Input:
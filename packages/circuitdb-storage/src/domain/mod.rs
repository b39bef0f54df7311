//! Domain layer for cell snapshot persistence
//!
//! # Core Principles
//!
//! 1. **Keys, not handles**: streams carry names and chronological indices.
//!    Reading resolves them back to the canonical handles of a registry.
//! 2. **Rebuild, don't trust**: a decoded cell goes through
//!    `CellBackup::empty(..).with(..)`, so every loaded snapshot has passed
//!    the same validation as an edit.
//! 3. **Single record**: one stream holds one cell snapshot. No checksums or
//!    format versioning beyond what the cell record itself carries.
//!
//! # Stream Layout
//!
//! All integers little-endian. Strings are `u32` byte length + UTF-8.
//!
//! ```text
//! tech table    u32 count, then per technology: name
//! cell table    u32 count, then per cell: lib, cell, u32 n, n export external ids
//!               (slot 0 is the snapshot's own cell)
//! cell record   name, u8 has_tech [u32 tech slot], i64 created, i64 revised,
//!               u32 flags, vars
//! header        i64 revision, u8 modified
//! nodes         u32 count, node records
//! arcs          u32 count, arc records
//! exports       u32 count, export records
//! history       u32 defined exports length (chronological indices below it
//!               without a live export are deleted)
//! ```
//!
//! Primitive nodes, primitive ports and arc prototypes are written as
//! `(tech slot, name)` / `(tech slot, name, port index)` and resolved by
//! name on read. Subcells and their exports are written as cell-table slots.
//!
//! # Port Trait
//!
//! - `SnapshotStore`: named cell snapshots in some backing store

use std::sync::Arc;

use circuitdb_core::CellBackup;

use crate::Result;

/// Named cell snapshot storage
///
/// Implementations decide where bytes live; encoding is shared through
/// [`crate::infrastructure::SnapshotWriter`] and
/// [`crate::infrastructure::SnapshotReader`].
///
/// # Examples
///
/// ```rust,ignore
/// use circuitdb_storage::{FileSnapshotStore, SnapshotStore};
///
/// let store = FileSnapshotStore::new("/tmp/snapshots", ids, pool)?;
/// store.save("inv", &backup)?;
/// let restored = store.load("inv")?;
/// restored.check()?;
/// ```
pub trait SnapshotStore {
    /// Persist `backup` under `name`, replacing any previous snapshot
    fn save(&self, name: &str, backup: &CellBackup) -> Result<()>;

    /// Load and rebuild the snapshot stored under `name`
    fn load(&self, name: &str) -> Result<Arc<CellBackup>>;

    fn exists(&self, name: &str) -> Result<bool>;

    /// Stored snapshot names, sorted
    fn list(&self) -> Result<Vec<String>>;

    /// Remove `name`; returns false if it did not exist
    fn delete(&self, name: &str) -> Result<bool>;
}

How to complete this task: Everything from the first line of the data through the line containing "cell goes through" should be echoed exactly. Add nothing.

Final answer:
filename packages/circuitdb-storage/src/domain/mod.rs
repository b39bef0f54df7311
//! Domain layer for cell snapshot persistence
//!
//! # Core Principles
//!
//! 1. **Keys, not handles**: streams carry names and chronological indices.
//!    Reading resolves them back to the canonical handles of a registry.
//! 2. **Rebuild, don't trust**: a decoded cell goes through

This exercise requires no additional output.